FYI: This advice is really 2nd or 3rd draft advice. Don’t tie yourself in knots trying to get this perfect on the first go. First drafts are for telling yourself the story. Revisions are for craft. 
Ruthlessly hunt down filter words (saw, heard, wondered, felt, seemed, etc.). Most filter words push the reader out of narrative immersion, especially if you’re writing in 1st person or a close 3rd person. “She [or I] heard the wind in the trees” is less compelling than “The wind rustled through the trees” or “The wind set the bare branches to clacking.” Obviously, the point of view character is the one doing the hearing; telling the reader who’s doing the hearing is redundant and creates an unnecessary distance between the character’s experience and the reader’s experience of that experience. Was/were is another thing to watch out for; sometimes, nothing but was will do, but in many instances—“There was a wind in the trees” “There were dogs barking”—“was” tells, whereas other phrasing might evoke—“The wind whispered/howled/screamed through the trees” “Dogs snarled/yipped/barked in the courtyard/outside my door/at my heels.” 
Assume your readers are smart. What does this mean? Don’t tell the reader what your characters are thinking or feeling: “Bob was sad.” How do we know? What does Bob’s sadness look like, sound like? What actions, expressions, words indicate Bob’s sadness? Does Bob’s sadness look different than Jane’s would?
It also means that you need not repeat information unless you have something new to add to it—even if it’s been several chapters since you first mentioned it. I think a lot of readers fall into this trap because writing often takes a long time. But what takes a writer days or weeks or months to write might take a reader fifteen minutes to read. So, if the writer keeps telling the reader about so-and-so’s flaming red hair or such-and-such’s distrust or Bob’s blue eyes or Jane’s job as a neurosurgeon, the reader gets annoyed. 
The last thing you want is your reader rolling their eyes and muttering, “OMG, I KNOW” at the story you’ve worked so hard to write. It certainly means you don’t need to have characters tell each other (and through them, the reader) what the story is about or what a plot point means.
Along these same lines, let the reader use their imagination. “Bob stood, turned around, walked across the room, reached up, and took the book from the shelf.” Holy stage directions, Batman! A far less wordy “Bob fetched the book from the shelf” implies all those irrelevant other details. However, if Bob has, say, been bedbound for ten years but stands up, turns around, and walks across the room to fetch the book, that’s a big deal. Those details are suddenly really important.

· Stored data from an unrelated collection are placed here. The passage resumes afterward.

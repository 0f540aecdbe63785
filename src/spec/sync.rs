//! Materialize StepRuns from a resolved spec.

use std::collections::HashSet;

use crate::domain::{NewStepRun, QaPolicy};
use crate::error::{ProtoflowError, Result};
use crate::spec::model::ResolvedSpec;
use crate::store::StateStore;

/// Create a StepRun for every resolved step not yet present (matched by name).
///
/// `step_index` is the step's declared position. Existing rows are left as
/// they are, so re-planning an amended spec only adds the new steps. Returns
/// the number of rows created.
pub fn sync_step_runs(
    store: &dyn StateStore,
    protocol_run_id: i64,
    spec: &ResolvedSpec,
    default_qa_policy: QaPolicy,
) -> Result<usize> {
    let existing = store.list_step_runs(protocol_run_id)?;
    let names: HashSet<&str> = existing.iter().map(|s| s.step_name.as_str()).collect();
    let taken: HashSet<u32> = existing.iter().map(|s| s.step_index).collect();

    let mut created = 0;
    for step in &spec.steps {
        if names.contains(step.name.as_str()) {
            continue;
        }
        if taken.contains(&step.index) {
            return Err(ProtoflowError::Validation(vec![format!(
                "step '{}': index {} is already held by another step of this protocol",
                step.name, step.index
            )]));
        }

        store.create_step_run(NewStepRun {
            protocol_run_id,
            step_index: step.index,
            step_name: step.name.clone(),
            step_type: step.step_type,
            engine_id: step.engine_id.clone(),
            model: step.model.clone(),
            qa_policy: step.qa_policy.unwrap_or(default_qa_policy),
            description: step.description.clone(),
            prompt: step.prompt.clone(),
            policy: step.policy.clone(),
        })?;
        created += 1;
    }

    log::info!(
        "Synced {} new step run(s) for protocol {} (spec {})",
        created,
        protocol_run_id,
        spec.hash
    );
    Ok(created)
}
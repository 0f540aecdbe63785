//! Protoflow - protocol and step orchestration
//!
//! A protocol is an ordered list of steps declared in a spec. Protoflow plans
//! it into durable step runs, dispatches each step to an execution engine,
//! gates it through QA and applies loop and trigger policies to the outcome.
//! CI callbacks are reconciled onto the same guarded state machines.

pub mod budget;
pub mod config;
pub mod context;
pub mod dispatch;
pub mod domain;
pub mod engine;
pub mod error;
pub mod id;
pub mod orchestrator;
pub mod policy;
pub mod queue;
pub mod reconcile;
pub mod spec;
pub mod store;

pub use error::{ProtoflowError, Result};
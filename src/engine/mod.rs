//! Execution and QA capabilities
//!
//! Engines are pluggable: anything implementing `Engine` can be registered in
//! an `EngineRegistry` under its id. The QA capability is a separate trait
//! whose free-form report is reduced to a verdict by `determine_verdict`.

pub mod command;
pub mod mock;

pub use command::{CommandEngine, CommandQa};
pub use mock::{ScriptedEngine, ScriptedQa};

use async_trait::async_trait;
use std::collections::HashMap;
use std::path::PathBuf;
use std::sync::Arc;

use crate::config::Config;
use crate::domain::Artifact;
use crate::error::ProtoflowError;

/// Everything an engine needs for one step.
#[derive(Debug, Clone, PartialEq)]
pub struct EngineRequest {
    pub protocol_run_id: i64,
    pub step_run_id: i64,
    pub step_name: String,
    pub prompt: String,
    pub model: Option<String>,
    /// Directory the engine should work in, when the protocol has one
    pub workdir: Option<PathBuf>,
}

/// What an engine produced.
#[derive(Debug, Clone, Default, PartialEq)]
pub struct EngineOutput {
    pub summary: String,
    pub artifacts: Vec<Artifact>,
    /// Reported usage; the prompt estimate is recorded when absent
    pub tokens_used: Option<u64>,
}

impl EngineOutput {
    pub fn new(summary: impl Into<String>) -> Self {
        Self {
            summary: summary.into(),
            ..Default::default()
        }
    }

    pub fn with_artifact(mut self, artifact: Artifact) -> Self {
        self.artifacts.push(artifact);
        self
    }

    pub fn with_tokens(mut self, tokens: u64) -> Self {
        self.tokens_used = Some(tokens);
        self
    }
}

/// Errors a capability can report.
#[derive(Debug, Clone, PartialEq, Eq, thiserror::Error)]
pub enum EngineError {
    /// The capability could not be reached at all
    #[error("{0}")]
    Unavailable(String),

    /// The capability ran and failed
    #[error("{message}")]
    Failure { message: String, retryable: bool },
}

impl EngineError {
    pub fn failure(message: impl Into<String>, retryable: bool) -> Self {
        Self::Failure {
            message: message.into(),
            retryable,
        }
    }
}

impl From<EngineError> for ProtoflowError {
    fn from(e: EngineError) -> Self {
        match e {
            EngineError::Unavailable(message) => ProtoflowError::EngineUnavailable(message),
            EngineError::Failure { message, retryable } => ProtoflowError::EngineFailure { message, retryable },
        }
    }
}

/// Performs a step's work given a prompt.
#[async_trait]
pub trait Engine: Send + Sync {
    fn id(&self) -> &str;

    async fn execute(&self, request: EngineRequest) -> Result<EngineOutput, EngineError>;
}

/// Input assembled for a QA evaluation.
#[derive(Debug, Clone, Default, PartialEq)]
pub struct QaContext {
    pub protocol_name: String,
    /// Protocol description or plan
    pub plan: Option<String>,
    /// Recent event messages, oldest first
    pub prior_log: Vec<String>,
    /// Diff-like artifacts produced by the step
    pub diff: String,
    pub step_name: String,
    pub step_description: Option<String>,
    pub summary: Option<String>,
    /// Extra QA instructions from the spec
    pub instructions: Option<String>,
}

impl QaContext {
    /// Render as a single prompt for text-based QA capabilities.
    pub fn render(&self) -> String {
        let mut out = format!("# QA review: {} / {}\n\n", self.protocol_name, self.step_name);
        if let Some(plan) = &self.plan {
            out.push_str(&format!("## Plan\n{}\n\n", plan));
        }
        if let Some(description) = &self.step_description {
            out.push_str(&format!("## Step\n{}\n\n", description));
        }
        if let Some(summary) = &self.summary {
            out.push_str(&format!("## Execution summary\n{}\n\n", summary));
        }
        if !self.diff.is_empty() {
            out.push_str(&format!("## Changes\n{}\n\n", self.diff));
        }
        if !self.prior_log.is_empty() {
            out.push_str("## Recent log\n");
            for line in &self.prior_log {
                out.push_str(&format!("- {}\n", line));
            }
            out.push('\n');
        }
        if let Some(instructions) = &self.instructions {
            out.push_str(&format!("## Instructions\n{}\n\n", instructions));
        }
        out.push_str("End your report with a line `VERDICT: PASS` or `VERDICT: FAIL`.\n");
        out
    }
}

/// Produces a QA report for a step.
#[async_trait]
pub trait QaCapability: Send + Sync {
    fn id(&self) -> &str;

    /// Return the free-form report; the verdict is parsed from it.
    async fn evaluate(&self, context: &QaContext) -> Result<String, EngineError>;
}

/// QA outcome.
#[derive(Debug, Clone, Copy, PartialEq, Eq)]
pub enum QaVerdict {
    Pass,
    Fail,
}

impl QaVerdict {
    pub fn as_str(&self) -> &'static str {
        match self {
            Self::Pass => "PASS",
            Self::Fail => "FAIL",
        }
    }
}

/// Reduce a QA report to a verdict.
///
/// Only an explicit `VERDICT` line counts; a missing line, or one that
/// mentions FAIL or lacks PASS, is a failure.
pub fn determine_verdict(report: &str) -> QaVerdict {
    let line = report
        .lines()
        .rev()
        .map(|l| l.trim().trim_start_matches(['#', '*', '-', ' ']).to_uppercase())
        .find(|l| l.starts_with("VERDICT"));

    match line {
        Some(line) if line.contains("PASS") && !line.contains("FAIL") => QaVerdict::Pass,
        _ => QaVerdict::Fail,
    }
}

/// Engines keyed by id.
#[derive(Default, Clone)]
pub struct EngineRegistry {
    engines: HashMap<String, Arc<dyn Engine>>,
}

impl EngineRegistry {
    pub fn new() -> Self {
        Self::default()
    }

    /// Register command engines for every `engines` entry in the config
    pub fn from_config(config: &Config) -> Self {
        let mut registry = Self::new();
        for (id, spec) in &config.engines {
            registry.register(Arc::new(CommandEngine::new(id.clone(), spec.clone())));
        }
        registry
    }

    /// Add or replace an engine under its own id
    pub fn register(&mut self, engine: Arc<dyn Engine>) {
        self.engines.insert(engine.id().to_string(), engine);
    }

    pub fn with(mut self, engine: Arc<dyn Engine>) -> Self {
        self.register(engine);
        self
    }

    pub fn get(&self, id: &str) -> Option<Arc<dyn Engine>> {
        self.engines.get(id).cloned()
    }

    pub fn contains(&self, id: &str) -> bool {
        self.engines.contains_key(id)
    }

    /// Registered ids, sorted
    pub fn ids(&self) -> Vec<String> {
        let mut ids: Vec<String> = self.engines.keys().cloned().collect();
        ids.sort();
        ids
    }
}

impl std::fmt::Debug for EngineRegistry {
    fn fmt(&self, f: &mut std::fmt::Formatter<'_>) -> std::fmt::Result {
        f.debug_struct("EngineRegistry").field("engines", &self.ids()).finish()
    }
}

Write the action. Write the scene with the important information in it. Let the reader be present for the excitement, the drama, the passion, the grief. If you’re finding yourself writing a lot of after-the-fact recap or “he thought about the time he had seen Z” or “and then they had done X and so-and-so had said Y,” you’re not in the action. You’re not in the importance. Exceptions abound, of course; that’s true of all writing advice. But overuse of recapping is dull. Instead of the reader being present and experiencing the story, it’s like they’re stuck listening to someone’s imperfect retelling. Imagine getting only “Last week on…” and “Next week on…” but never getting to watch an episode. I’m editing a book right now with some egregious use of this. The author has a bad habit of setting up a scene in the narrative present—“The queen met the warrior in the garden.”—but then backtracking into a kind of flashback almost immediately. “Last night, when her lady-in-waiting had first suggested meeting the warrior, she had said, ‘Blah blah blah.’ The queen hadn’t considered meeting the warrior before, but as she dressed for bed, she decided they would meet in the garden the next day. Now, standing in the garden, she couldn’t remember why it had seemed like a good idea.”
That’s a really simplified and exaggerated example, but do you see what I’m getting at? If the queen’s conversation with the lady-in-waiting and the resulting indecision are important enough to be in the narrative, if they influence the narrative, let the reader be present for them instead of breaking the forward momentum of the story to “tell” what happened when the reader wasn’t there. Unless it’s narratively important for something to happen off-page (usually because of an unreliable narrator or to build suspense or to avoid giving away a mystery), show your readers the action. Let them experience it along with the characters. Invite them into the story instead of keeping them at a distance.
Finally, please, please don’t rely on suddenly or and then to do the heavy lifting of surprise or moving the story forward; English has so many excellent verbs. Generally speaking, writers could stand to use a larger variety of them. 
(But said is not dead, okay? SAID IS VERY, VERY ALIVE.)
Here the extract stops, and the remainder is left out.